问题
I have a df,
Name
Ram is one of the key ram
Kumar is playing cricket
Ravi is playing and ravi is a good player
and a list
my_list=["Ram","ravi"]
and my desired dataframe is,
desired_df,
Name Match Count
Ram is one of the key ram Ram 1
Kumar is playing cricket
Ravi is playing and ravi is a good player ravi 1
I tried
extracted = df.str.findall('(' + '|'.join(my_list) + ')',
flags=re.IGNORECASE).apply(set)
but I am getting like,
Match
Ram,ram
Ravi,ravi
but I cannot achieve my desired output, please help.
回答1:
Is this what you are looking for ?
new_l = [i.lower() for i in my_list]
extracted = df['Name'].str.lower().str.findall('(' + '|'.join(new_l) + ')').apply(set)

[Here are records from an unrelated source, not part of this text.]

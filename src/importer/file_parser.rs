// ==========================================
// 包装物料 BOM 系统 - 文件解析器
// ==========================================
// 支持: Excel (.xlsx/.xls) / CSV (.csv)
// 输出: 行记录 HashMap<列名, 值>（表头取第一行）
// ==========================================

use crate::importer::error::{ImportError, ImportResult};
use calamine::{open_workbook_auto, Reader};
use csv::ReaderBuilder;
use std::collections::HashMap;
use std::fs::File;
use std::path::Path;

/// 解析后的行记录
pub type RawRow = HashMap<String, String>;

/// 文件解析器接口
pub trait FileParser: Send + Sync {
    /// 解析文件为原始行记录（跳过完全空白的行）
    ///
    /// # 返回
    /// - Ok(Vec<(行号, 行记录)>): 行号以表头为第 1 行
    /// - Err: 文件不存在、格式不支持、解析失败
    fn parse_to_raw_records(&self, file_path: &Path) -> ImportResult<Vec<(usize, RawRow)>>;
}

fn ensure_exists(path: &Path) -> ImportResult<()> {
    if !path.exists() {
        return Err(ImportError::FileNotFound(path.display().to_string()));
    }
    Ok(())
}

fn extension(path: &Path) -> String {
    path.extension()
        .and_then(|e| e.to_str())
        .unwrap_or("")
        .to_lowercase()
}

// ==========================================
// CSV Parser 实现
// ==========================================
pub struct CsvParser;

impl FileParser for CsvParser {
    fn parse_to_raw_records(&self, file_path: &Path) -> ImportResult<Vec<(usize, RawRow)>> {
        ensure_exists(file_path)?;
        let ext = extension(file_path);
        if ext != "csv" {
            return Err(ImportError::UnsupportedFormat(ext));
        }

        let file = File::open(file_path)?;
        let mut reader = ReaderBuilder::new()
            .has_headers(true)
            .flexible(true) // 允许行长度不一致
            .from_reader(file);

        let headers: Vec<String> = reader
            .headers()?
            .iter()
            .map(|h| h.trim().trim_start_matches('\u{feff}').to_string())
            .collect();

        let mut records = Vec::new();
        for (idx, result) in reader.records().enumerate() {
            let record = result?;
            let row: RawRow = headers
                .iter()
                .cloned()
                .zip(record.iter().map(|v| v.trim().to_string()))
                .collect();

            if row.values().all(|v| v.is_empty()) {
                continue;
            }
            records.push((idx + 2, row));
        }

        Ok(records)
    }
}

// ==========================================
// Excel Parser 实现
// ==========================================
pub struct ExcelParser;

impl FileParser for ExcelParser {
    fn parse_to_raw_records(&self, file_path: &Path) -> ImportResult<Vec<(usize, RawRow)>> {
        ensure_exists(file_path)?;
        let ext = extension(file_path);
        if ext != "xlsx" && ext != "xls" {
            return Err(ImportError::UnsupportedFormat(ext));
        }

        let mut workbook = open_workbook_auto(file_path)?;

        // 读取第一个 sheet
        let sheet_name = workbook
            .sheet_names()
            .first()
            .cloned()
            .ok_or_else(|| ImportError::ExcelParseError("Excel 文件无工作表".to_string()))?;
        let range = workbook.worksheet_range(&sheet_name)?;

        let mut rows = range.rows();
        let header_row = rows
            .next()
            .ok_or_else(|| ImportError::ExcelParseError("Excel 文件无数据行".to_string()))?;
        let headers: Vec<String> = header_row
            .iter()
            .map(|cell| cell.to_string().trim().to_string())
            .collect();

        let mut records = Vec::new();
        for (idx, data_row) in rows.enumerate() {
            let row: RawRow = headers
                .iter()
                .cloned()
                .zip(data_row.iter().map(|cell| cell.to_string().trim().to_string()))
                .collect();

            if row.values().all(|v| v.is_empty()) {
                continue;
            }
            records.push((idx + 2, row));
        }

        Ok(records)
    }
}

// ==========================================
// 通用文件解析器（根据扩展名自动选择）
// ==========================================
pub struct UniversalFileParser;

impl FileParser for UniversalFileParser {
    fn parse_to_raw_records(&self, file_path: &Path) -> ImportResult<Vec<(usize, RawRow)>> {
        match extension(file_path).as_str() {
            "csv" => CsvParser.parse_to_raw_records(file_path),
            "xlsx" | "xls" => ExcelParser.parse_to_raw_records(file_path),
            other => Err(ImportError::UnsupportedFormat(other.to_string())),
        }
    }
}

#[cfg(test)]
mod tests {
    use super::*;
    use std::io::Write;
    use tempfile::Builder;

    fn csv_file(lines: &[&str]) -> tempfile::NamedTempFile {
        let mut file = Builder::new().suffix(".csv").tempfile().unwrap();
        for line in lines {
            writeln!(file, "{}", line).unwrap();
        }
        file
    }

    #[test]
    fn test_csv_parser_valid_file() {
        let file = csv_file(&["codigo,descripcion", "INS-1,FLEJE", "INS-2,GRAPA"]);
        let records = CsvParser.parse_to_raw_records(file.path()).unwrap();

        assert_eq!(records.len(), 2);
        assert_eq!(records[0].0, 2);
        assert_eq!(records[0].1.get("codigo"), Some(&"INS-1".to_string()));
        assert_eq!(records[1].1.get("descripcion"), Some(&"GRAPA".to_string()));
    }

    #[test]
    fn test_csv_parser_file_not_found() {
        let result = CsvParser.parse_to_raw_records(Path::new("non_existent.csv"));
        assert!(matches!(result, Err(ImportError::FileNotFound(_))));
    }

    #[test]
    fn test_csv_parser_skip_empty_rows_keeps_row_numbers() {
        let file = csv_file(&["codigo,descripcion", "INS-1,FLEJE", ",", "INS-2,GRAPA"]);
        let records = CsvParser.parse_to_raw_records(file.path()).unwrap();

        assert_eq!(records.len(), 2);
        assert_eq!(records[1].0, 4);
    }

    #[test]
    fn test_universal_rejects_unknown_extension() {
        let file = Builder::new().suffix(".txt").tempfile().unwrap();
        let result = UniversalFileParser.parse_to_raw_records(file.path());
        assert!(matches!(result, Err(ImportError::UnsupportedFormat(_))));
    }
}
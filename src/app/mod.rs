// ==========================================
// 包装物料 BOM 系统 - 应用层
// ==========================================
// 职责: 组装共享状态，连接宿主界面与后端
// ==========================================

pub mod state;

// 重导出
pub use state::{get_default_db_path, AppState};
// ==========================================
// 包装物料 BOM 系统 - API层错误类型
// ==========================================
// 职责: 汇总各层错误，转换为用户可读的错误消息
// 红线: 部分持久化必须报告已保存条数
// ==========================================

use crate::domain::product::ProductValidationError;
use crate::engine::error::{AssemblyError, WorkingStateError};
use crate::i18n::{t, t_with_args};
use crate::importer::error::ImportError;
use crate::repository::error::RepositoryError;
use thiserror::Error;

/// API层错误类型
#[derive(Error, Debug)]
pub enum ApiError {
    // ==========================================
    // 录入与校验错误
    // ==========================================
    #[error("BOM 组装校验失败: {0}")]
    Assembly(#[from] AssemblyError),

    #[error("产品校验失败: {0}")]
    ProductValidation(#[from] ProductValidationError),

    #[error("编辑操作无效: {0}")]
    WorkingState(#[from] WorkingStateError),

    #[error("无效输入: {0}")]
    InvalidInput(String),

    #[error("未登录")]
    Unauthenticated,

    // ==========================================
    // 持久化错误
    // ==========================================
    /// 顺序提交在第 failed_index 条失败；之前 saved 条已写入，不回滚
    #[error("部分保存: 已保存 {saved}/{total}，第 {failed_index} 条失败: {reason}")]
    PartialPersistence {
        saved: usize,
        total: usize,
        failed_index: usize,
        reason: String,
    },

    #[error("资源未找到: {0}")]
    NotFound(String),

    #[error(transparent)]
    Repository(RepositoryError),

    // ==========================================
    // 导入与配置错误
    // ==========================================
    #[error("物料目录导入失败: {0}")]
    Import(#[from] ImportError),

    #[error("配置读取失败: {0}")]
    Config(String),

    // ==========================================
    // 通用错误
    // ==========================================
    #[error("内部错误: {0}")]
    InternalError(String),

    #[error(transparent)]
    Other(#[from] anyhow::Error),
}

// ==========================================
// 从 RepositoryError 转换
// ==========================================
impl From<RepositoryError> for ApiError {
    fn from(err: RepositoryError) -> Self {
        match err {
            RepositoryError::NotFound { entity, id } => {
                ApiError::NotFound(format!("{}(id={})不存在", entity, id))
            }
            RepositoryError::FieldValueError { field, message } => {
                ApiError::InvalidInput(format!("字段{}错误: {}", field, message))
            }
            RepositoryError::InternalError(msg) => ApiError::InternalError(msg),
            RepositoryError::Other(err) => ApiError::Other(err),
            other => ApiError::Repository(other),
        }
    }
}

impl ApiError {
    /// 部分持久化时已写入的条数（其他错误为 0）
    pub fn saved_count(&self) -> usize {
        match self {
            ApiError::PartialPersistence { saved, .. } => *saved,
            _ => 0,
        }
    }

    /// 本地化提示（按当前 locale）
    pub fn localized(&self) -> String {
        match self {
            ApiError::Assembly(err) => err.localized(),
            ApiError::Unauthenticated => t("session.login_required"),
            ApiError::PartialPersistence {
                saved,
                total,
                reason,
                ..
            } => {
                let saved = saved.to_string();
                let total = total.to_string();
                if saved == "0" {
                    t_with_args("persistence.failed", &[("reason", reason.as_str())])
                } else {
                    t_with_args(
                        "persistence.partial",
                        &[
                            ("saved", saved.as_str()),
                            ("total", total.as_str()),
                            ("reason", reason.as_str()),
                        ],
                    )
                }
            }
            other => other.to_string(),
        }
    }
}

/// Result 类型别名
pub type ApiResult<T> = Result<T, ApiError>;

#[cfg(test)]
mod tests {
    use super::*;

    #[test]
    fn test_not_found_maps_to_api_not_found() {
        let err: ApiError = RepositoryError::not_found("bom_record", "r-1").into();
        assert!(matches!(err, ApiError::NotFound(ref msg) if msg.contains("r-1")));
    }

    #[test]
    fn test_remote_error_kept_as_repository() {
        let err: ApiError = RepositoryError::Remote("timeout".to_string()).into();
        assert!(matches!(err, ApiError::Repository(RepositoryError::Remote(_))));
        assert_eq!(err.saved_count(), 0);
    }

    #[test]
    fn test_partial_persistence_reports_saved() {
        let err = ApiError::PartialPersistence {
            saved: 2,
            total: 5,
            failed_index: 3,
            reason: "timeout".to_string(),
        };
        assert_eq!(err.saved_count(), 2);
        assert!(err.to_string().contains("2/5"));
    }
}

df['Match'] = extracted.apply(','.join)
df['count'] = extracted.apply(len)
Name Match count 0 Ram is one of the key ram ram 1 1 Kumar is playing cricket 0 2 Ravi Ram is playing and ravi is a good player ram,ravi 2
回答2:
In [187]: pat = '({})'.format('|'.join(my_list))
In [188]: df['Match'] = df['Name'].str.extract(pat, expand=False)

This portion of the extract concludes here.